El deseo de Felipe de ver al Padre es el que nos reclaman a los creyentes
quienes nos rodean y no encuentran razones para creer: “muéstranos a Dios”.
Esta es nuestra tarea, la misión que Jesús nos encomienda y que Él vivió
primero: como dice el prólogo de san Juan, a Dios nadie lo ha visto jamás, es
su Hijo quien nos lo ha dado a conocer (Jn 1,18). Juan Pablo II lo dijo de una
forma muy expresiva al comenzar el nuevo milenio: “los hombres de nuestro
tiempo, quizás no siempre conscientemente, piden a los creyentes de hoy no sólo
«hablar» de Cristo, sino en cierto modo hacérselo «ver» (Novo Millennio
ineunte, 16).
¿Cómo podemos reflejar la luz de ese rostro para ellos? En el evangelio
de hoy Jesús nos dice que el Padre está en Él y Él en el Padre, y por eso hace
las obras que el Padre le encomienda. Nos promete que el que cree en Él hará
sus mismas obras… Entonces, el camino para ser testigos es vivir en Cristo.
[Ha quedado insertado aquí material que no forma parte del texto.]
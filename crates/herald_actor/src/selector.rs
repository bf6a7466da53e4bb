//! Idea rotation.

use herald_core::{ContentIdea, ContentPlan, RotationStrategy};
use rand::rngs::StdRng;
use rand::{Rng, SeedableRng};

/// Picks the next idea from a plan.
///
/// Sequential rotation walks the plan in order and wraps forever; random
/// rotation picks uniformly on every call with no memory of past picks.
///
/// # Examples
///
/// ```
/// use herald_actor::IdeaSelector;
/// use herald_core::ContentPlan;
///
/// let plan: ContentPlan = serde_json::from_str(
///     r#"{"contentPlan": [{"id": 1, "idea": "a"}, {"id": 2, "idea": "b"}],
///         "settings": {"rotationStrategy": "sequential"}}"#,
/// ).unwrap();
///
/// let mut selector = IdeaSelector::new();
/// assert_eq!(*selector.next(&plan).unwrap().id(), 1);
/// assert_eq!(*selector.next(&plan).unwrap().id(), 2);
/// assert_eq!(*selector.next(&plan).unwrap().id(), 1);
/// ```
#[derive(Debug)]
pub struct IdeaSelector {
    cursor: u64,
    rng: StdRng,
}

impl Default for IdeaSelector {
    fn default() -> Self {
        Self::new()
    }
}

impl IdeaSelector {
    /// Selector starting at the beginning of the plan.
    pub fn new() -> Self {
        Self::with_cursor(0)
    }

    /// Selector resuming from a persisted cursor.
    pub fn with_cursor(cursor: u64) -> Self {
        Self {
            cursor,
            rng: StdRng::from_entropy(),
        }
    }

    /// Replace the random source, e.g. with a seeded one.
    pub fn with_rng(mut self, rng: StdRng) -> Self {
        self.rng = rng;
        self
    }

    /// Current sequential cursor.
    pub fn cursor(&self) -> u64 {
        self.cursor
    }

    /// Move the sequential cursor.
    pub fn set_cursor(&mut self, cursor: u64) {
        self.cursor = cursor;
    }

    /// Next idea, or `None` for an empty plan.
    pub fn next(&mut self, plan: &ContentPlan) -> Option<ContentIdea> {
        let ideas = plan.ideas();
        if ideas.is_empty() {
            return None;
        }

        let index = match plan.rotation_strategy() {
            RotationStrategy::Sequential => {
                let index = (self.cursor % ideas.len() as u64) as usize;
                self.cursor = self.cursor.wrapping_add(1);
                index
            }
            RotationStrategy::Random => self.rng.gen_range(0..ideas.len()),
        };

        ideas.get(index).cloned()
    }
}

#[cfg(test)]
mod tests {
    use super::*;
    use herald_core::{ContentIdeaBuilder, PlanSettings};

    fn plan(count: u64, strategy: RotationStrategy) -> ContentPlan {
        let ideas = (0..count)
            .map(|id| {
                ContentIdeaBuilder::default()
                    .id(id)
                    .text(format!("idea {}", id))
                    .build()
                    .unwrap()
            })
            .collect();
        ContentPlan::new(ideas, None, PlanSettings::new(strategy))
    }

    #[test]
    fn test_sequential_covers_all_before_repeat() {
        let plan = plan(5, RotationStrategy::Sequential);
        let mut selector = IdeaSelector::new();
        let ids: Vec<u64> = (0..6).map(|_| *selector.next(&plan).unwrap().id()).collect();
        assert_eq!(ids, vec![0, 1, 2, 3, 4, 0]);
        assert_eq!(selector.cursor(), 6);
    }

    #[test]
    fn test_sequential_resumes_from_cursor() {
        let plan = plan(3, RotationStrategy::Sequential);
        let mut selector = IdeaSelector::with_cursor(7);
        assert_eq!(*selector.next(&plan).unwrap().id(), 1);
    }

    #[test]
    fn test_random_stays_in_range() {
        let plan = plan(4, RotationStrategy::Random);
        let mut selector = IdeaSelector::new().with_rng(StdRng::seed_from_u64(7));
        for _ in 0..200 {
            assert!(*selector.next(&plan).unwrap().id() < 4);
        }
        assert_eq!(selector.cursor(), 0);
    }

    #[test]
    fn test_empty_plan_yields_none() {
        let mut selector = IdeaSelector::new();
        assert!(selector.next(&plan(0, RotationStrategy::Sequential)).is_none());
        assert!(selector.next(&plan(0, RotationStrategy::Random)).is_none());
    }
}
//! Twitter (X) API v2 integration.

mod api;
mod format;
mod publisher;

pub use api::{HttpTwitterApi, TwitterApi};
pub use format::{TWEET_MAX_CHARS, format_tweet};
pub use publisher::{TwitterPacing, TwitterPublisher};
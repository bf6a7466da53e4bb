use super::{RedditApi, SubredditInfo};
use crate::PublisherSettings;
use async_trait::async_trait;
use herald_core::{GeneratedContent, Platform, PlatformResult};
use herald_error::{PublishError, PublishErrorKind, PublishResult};
use herald_interface::{CredentialStatus, Publisher};
use rand::seq::SliceRandom;
use std::sync::Arc;
use tracing::{info, instrument};

/// Posts generated content to Reddit as self posts.
pub struct RedditPublisher {
    api: Option<Arc<dyn RedditApi>>,
    settings: PublisherSettings,
    subreddits: Vec<String>,
}

impl RedditPublisher {
    /// Create a publisher posting to one of `subreddits`.
    pub fn new(
        api: Option<Arc<dyn RedditApi>>,
        settings: PublisherSettings,
        subreddits: Vec<String>,
    ) -> Self {
        if api.is_none() {
            tracing::warn!("Reddit API credentials not configured");
        }
        Self {
            api,
            settings,
            subreddits,
        }
    }

    /// Configured subreddits.
    pub fn subreddits(&self) -> &[String] {
        &self.subreddits
    }

    /// Look up a subreddit's public details.
    ///
    /// # Errors
    ///
    /// `NotConfigured` without credentials, otherwise API and transport errors.
    #[instrument(skip(self))]
    pub async fn subreddit_info(&self, subreddit: &str) -> PublishResult<SubredditInfo> {
        let api = self.api()?;
        let subreddit = subreddit.trim_start_matches("r/");
        let info = self
            .settings
            .retry()
            .run("reddit.subreddit_info", || api.subreddit_info(subreddit))
            .await?;
        info!(subreddit = %info.name(), subscribers = *info.subscribers(), "Fetched subreddit info");
        Ok(info)
    }

    fn api(&self) -> PublishResult<&Arc<dyn RedditApi>> {
        self.api
            .as_ref()
            .ok_or_else(|| PublishError::new(PublishErrorKind::NotConfigured("Reddit".to_string())))
    }

    fn select_subreddit(&self) -> PublishResult<String> {
        self.subreddits
            .choose(&mut rand::thread_rng())
            .cloned()
            .ok_or_else(|| {
                PublishError::new(PublishErrorKind::Validation(
                    "No subreddit configured".to_string(),
                ))
            })
    }

    /// Publish to an explicit subreddit, or a random configured one.
    ///
    /// # Errors
    ///
    /// Fails with a validation error before any network call when the title or
    /// body is missing.
    #[instrument(skip(self, content), fields(kind = content.kind(), dry_run = *self.settings.dry_run()))]
    pub async fn publish_to(
        &self,
        content: &GeneratedContent,
        subreddit: Option<&str>,
    ) -> PublishResult<PlatformResult> {
        let api = self.api()?;

        let (title, body) = match content {
            GeneratedContent::Post { title, body }
                if !title.trim().is_empty() && !body.trim().is_empty() =>
            {
                (title.as_str(), body.as_str())
            }
            _ => {
                return Err(PublishError::new(PublishErrorKind::Validation(
                    "Reddit post requires both title and body".to_string(),
                )));
            }
        };

        let target = match subreddit {
            Some(name) => name.to_string(),
            None => self.select_subreddit()?,
        };

        if *self.settings.dry_run() {
            info!(subreddit = %target, title = %title, "[DRY RUN] Would post to Reddit");
            return Ok(PlatformResult::success(Platform::Reddit)
                .with_url(format!("https://reddit.com/r/{}/", target))
                .with_subreddit(target)
                .with_dry_run(true));
        }

        let submission = self
            .settings
            .retry()
            .run("reddit.submit", || api.submit_self_post(&target, title, body))
            .await?;

        info!(subreddit = %target, post_id = %submission.id(), title = %title, "Posted to Reddit");
        Ok(PlatformResult::success(Platform::Reddit)
            .with_post_id(submission.id().clone())
            .with_url(submission.url().clone())
            .with_subreddit(target))
    }
}

#[async_trait]
impl Publisher for RedditPublisher {
    fn platform(&self) -> Platform {
        Platform::Reddit
    }

    fn is_enabled(&self) -> bool {
        *self.settings.enabled() && self.api.is_some()
    }

    async fn publish(&self, content: &GeneratedContent) -> PublishResult<PlatformResult> {
        self.publish_to(content, None).await
    }

    async fn verify_credentials(&self) -> PublishResult<CredentialStatus> {
        let api = self.api()?;
        let account = self.settings.retry().run("reddit.me", || api.me()).await?;
        info!(username = %account.name(), "Reddit authenticated");
        Ok(CredentialStatus::new(
            Platform::Reddit,
            format!("u/{}", account.name()),
            Some(format!("karma: {}", account.total_karma())),
        ))
    }
}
Cuando recibo su Cuerpo y su Sangre, Cristo habita en mí y yo en Él; me ha dado
la Eucaristía para vivir por Él. Si le dejo, en mis obras y en mi entrega de
cada día a mis hermanos, se reflejará su luz, pues “nos convertimos en testigos
cuando, por nuestras acciones, palabras y modo de ser, aparece Otro y se
comunica” (Benedicto XVI).
Termina diciendo el evangelio que Jesús realizará nuestras peticiones para que el Padre sea glorificado en el Hijo. La petición que puedo hacer en este día es que el Padre sea glorificado en mi vida: que le agrade como un hijo, que mis obras hoy le glorifiquen, que pueda decir de mí, también cuando le entrego mis miserias combatidas y aceptadas: “este es mi hijo, en quien me complazco”.